Para professor Fredie Didier, decisão do TJ é ""escandalosa""

"A decisão é escandalosa", declarou ontem o professor Fredie Didier, de processo civil, sobre o julgamento do Tribunal de Justiça do Distrito Federal (TJ-DF) que reconheceu a suspeição do desembargador Dácio Vieira, mas manteve de pé o decreto de censura por ele imposto ao Estado. "Um absurdo total porque se o tribunal reconhece o estado de suspeição do magistrado no período em que proferiu sua decisão como é que não determina a anulação de seus atos?"

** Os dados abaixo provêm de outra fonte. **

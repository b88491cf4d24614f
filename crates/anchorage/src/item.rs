//! The item collaborator: anything that reports size hints and accepts a rectangle.

use crate::model::{ControlType, Orientation, Rect, Size, SizeHint, SizePolicy};

/// An item placed by an [`AnchorLayout`](crate::AnchorLayout).
pub trait LayoutItem {
    /// Size hint along one axis. Negative or non-finite answers are treated as zero.
    fn size_hint(&self, which: SizeHint, orientation: Orientation) -> f64;

    fn size_policy(&self, orientation: Orientation) -> SizePolicy;

    fn control_type(&self) -> ControlType {
        ControlType::Default
    }

    fn set_geometry(&mut self, rect: Rect);
}

/// A plain item with fixed hints that records the geometry it was given.
#[derive(Debug, Clone, PartialEq)]
pub struct SizedItem {
    pub minimum: Size,
    pub preferred: Size,
    pub maximum: Size,
    pub horizontal_policy: SizePolicy,
    pub vertical_policy: SizePolicy,
    pub control_type: ControlType,
    pub geometry: Rect,
}

impl SizedItem {
    pub fn new(minimum: Size, preferred: Size, maximum: Size) -> Self {
        Self {
            minimum,
            preferred,
            maximum,
            horizontal_policy: SizePolicy::Preferred,
            vertical_policy: SizePolicy::Preferred,
            control_type: ControlType::Default,
            geometry: Rect::default(),
        }
    }

    pub fn fixed(size: Size) -> Self {
        Self::new(size, size, size).with_policy(SizePolicy::Fixed, SizePolicy::Fixed)
    }

    pub fn with_policy(mut self, horizontal: SizePolicy, vertical: SizePolicy) -> Self {
        self.horizontal_policy = horizontal;
        self.vertical_policy = vertical;
        self
    }

    pub fn with_control_type(mut self, control_type: ControlType) -> Self {
        self.control_type = control_type;
        self
    }
}

impl LayoutItem for SizedItem {
    fn size_hint(&self, which: SizeHint, orientation: Orientation) -> f64 {
        match which {
            SizeHint::Minimum => self.minimum.along(orientation),
            SizeHint::Preferred => self.preferred.along(orientation),
            SizeHint::Maximum => self.maximum.along(orientation),
        }
    }

    fn size_policy(&self, orientation: Orientation) -> SizePolicy {
        match orientation {
            Orientation::Horizontal => self.horizontal_policy,
            Orientation::Vertical => self.vertical_policy,
        }
    }

    fn control_type(&self) -> ControlType {
        self.control_type
    }

    fn set_geometry(&mut self, rect: Rect) {
        self.geometry = rect;
    }
}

O silêncio foi imposto ao Estado em 31 de julho, a pedido do empresário Fernando Sarney, filho do presidente do Senado, José Sarney (PMDB-AP). Na última terça-feira, em reunião reservada, o Conselho Especial do TJ-DF afastou Vieira da ação, acolhendo exceção de suspeição proposta pelo jornal. O julgamento, porém, não interferiu na decisão anteriormente tomada pelo desembargador, "uma vez que são dois temas distintos".

"Como é que o tribunal reconhece suspeição e não anula o ato praticado por quem a própria corte considera suspeito?", insiste Didier, daUniversidade Federal da Bahia. "Imagine-se que se tivesse dado uma decisão final contra o Estadão, ela iria ser mantida?"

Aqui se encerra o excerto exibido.